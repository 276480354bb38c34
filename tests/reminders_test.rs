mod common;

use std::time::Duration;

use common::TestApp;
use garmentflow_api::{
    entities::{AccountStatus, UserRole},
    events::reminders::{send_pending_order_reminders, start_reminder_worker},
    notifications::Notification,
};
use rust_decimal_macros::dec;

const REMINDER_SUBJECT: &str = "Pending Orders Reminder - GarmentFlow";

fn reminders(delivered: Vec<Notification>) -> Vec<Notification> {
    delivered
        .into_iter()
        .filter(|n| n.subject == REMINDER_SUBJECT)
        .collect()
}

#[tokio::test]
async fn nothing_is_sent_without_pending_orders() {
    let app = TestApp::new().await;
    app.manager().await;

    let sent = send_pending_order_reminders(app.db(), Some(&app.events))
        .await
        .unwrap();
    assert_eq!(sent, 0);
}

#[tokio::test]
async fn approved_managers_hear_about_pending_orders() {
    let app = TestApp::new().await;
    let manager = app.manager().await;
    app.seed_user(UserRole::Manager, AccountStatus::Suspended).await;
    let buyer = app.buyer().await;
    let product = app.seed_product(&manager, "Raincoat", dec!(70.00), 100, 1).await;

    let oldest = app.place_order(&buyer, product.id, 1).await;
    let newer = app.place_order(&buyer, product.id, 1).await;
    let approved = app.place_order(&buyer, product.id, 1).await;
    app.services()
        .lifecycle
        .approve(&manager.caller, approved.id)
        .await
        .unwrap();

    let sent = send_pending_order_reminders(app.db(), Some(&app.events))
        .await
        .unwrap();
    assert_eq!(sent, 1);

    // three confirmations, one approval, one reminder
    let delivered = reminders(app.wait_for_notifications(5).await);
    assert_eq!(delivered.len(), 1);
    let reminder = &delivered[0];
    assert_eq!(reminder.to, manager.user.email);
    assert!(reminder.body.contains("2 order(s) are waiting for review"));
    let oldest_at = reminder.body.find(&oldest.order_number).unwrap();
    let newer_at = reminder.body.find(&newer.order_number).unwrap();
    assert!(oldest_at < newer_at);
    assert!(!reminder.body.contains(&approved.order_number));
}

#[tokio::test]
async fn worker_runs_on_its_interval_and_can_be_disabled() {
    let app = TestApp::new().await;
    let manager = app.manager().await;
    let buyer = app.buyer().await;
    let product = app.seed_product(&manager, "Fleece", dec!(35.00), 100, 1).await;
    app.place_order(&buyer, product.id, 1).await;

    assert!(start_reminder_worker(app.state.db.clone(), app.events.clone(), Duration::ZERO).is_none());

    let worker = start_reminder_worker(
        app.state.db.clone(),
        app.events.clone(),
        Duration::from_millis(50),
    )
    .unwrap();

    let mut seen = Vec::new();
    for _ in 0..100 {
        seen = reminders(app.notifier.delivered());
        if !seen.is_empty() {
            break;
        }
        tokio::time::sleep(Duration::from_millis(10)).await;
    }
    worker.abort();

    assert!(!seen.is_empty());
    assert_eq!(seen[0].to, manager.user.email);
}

▶ [WORK ITEM]: Each entry above must be repeated exactly, with nothing dropped.

▶ [FINISHED EXERCISE]:
repository 276480354bb38c34
filename tests/reminders_test.rs
mod common;

use std::time::Duration;

use common::TestApp;
use garmentflow_api::{
    entities::{AccountStatus, UserRole},
    events::reminders::{send_pending_order_reminders, start_reminder_worker},
    notifications::Notification,
};
use rust_decimal_macros::dec;

const REMINDER_SUBJECT: &str = "Pending Orders Reminder - GarmentFlow";

fn reminders(delivered: Vec<Notification>) -> Vec<Notification> {
    delivered
        .into_iter()
        .filter(|n| n.subject == REMINDER_SUBJECT)
        .collect()
}

#[tokio::test]
async fn nothing_is_sent_without_pending_orders() {
    let app = TestApp::new().await;
    app.manager().await;

    let sent = send_pending_order_reminders(app.db(), Some(&app.events))
        .await
        .unwrap();
    assert_eq!(sent, 0);
}

#[tokio::test]
async fn approved_managers_hear_about_pending_orders() {
    let app = TestApp::new().await;
    let manager = app.manager().await;
    app.seed_user(UserRole::Manager, AccountStatus::Suspended).await;
    let buyer = app.buyer().await;
    let product = app.seed_product(&manager, "Raincoat", dec!(70.00), 100, 1).await;

    let oldest = app.place_order(&buyer, product.id, 1).await;
    let newer = app.place_order(&buyer, product.id, 1).await;
    let approved = app.place_order(&buyer, product.id, 1).await;
    app.services()
        .lifecycle
        .approve(&manager.caller, approved.id)
        .await
        .unwrap();

    let sent = send_pending_order_reminders(app.db(), Some(&app.events))
        .await
        .unwrap();
    assert_eq!(sent, 1);

    // three confirmations, one approval, one reminder
    let delivered = reminders(app.wait_for_notifications(5).await);
    assert_eq!(delivered.len(), 1);
    let reminder = &delivered[0];
    assert_eq!(reminder.to, manager.user.email);
    assert!(reminder.body.contains("2 order(s) are waiting for review"));
    let oldest_at = reminder.body.find(&oldest.order_number).unwrap();
    let newer_at = reminder.body.find(&newer.order_number).unwrap();
    assert!(oldest_at < newer_at);
    assert!(!reminder.body.contains(&approved.order_number));
}

#[tokio::test]
async fn worker_runs_on_its_interval_and_can_be_disabled() {
    let app = TestApp::new().await;
    let manager = app.manager().await;
    let buyer = app.buyer().await;
    let product = app.seed_product(&manager, "Fleece", dec!(35.00), 100, 1).await;
    app.place_order(&buyer, product.id, 1).await;

    assert!(start_reminder_worker(app.state.db.clone(), app.events.clone(), Duration::ZERO).is_none());

    let worker = start_reminder_worker(
        app.state.db.clone(),
        app.events.clone(),
        Duration::from_millis(50),
    )
    .unwrap();

    let mut seen = Vec::new();
    for _ in 0..100 {
        seen = reminders(app.notifier.delivered());
        if !seen.is_empty() {
            break;
        }
        tokio::time::sleep(Duration::from_millis(10)).await;
    }
    worker.abort();

    assert!(!seen.is_empty());
    assert_eq!(seen[0].to, manager.user.email);
}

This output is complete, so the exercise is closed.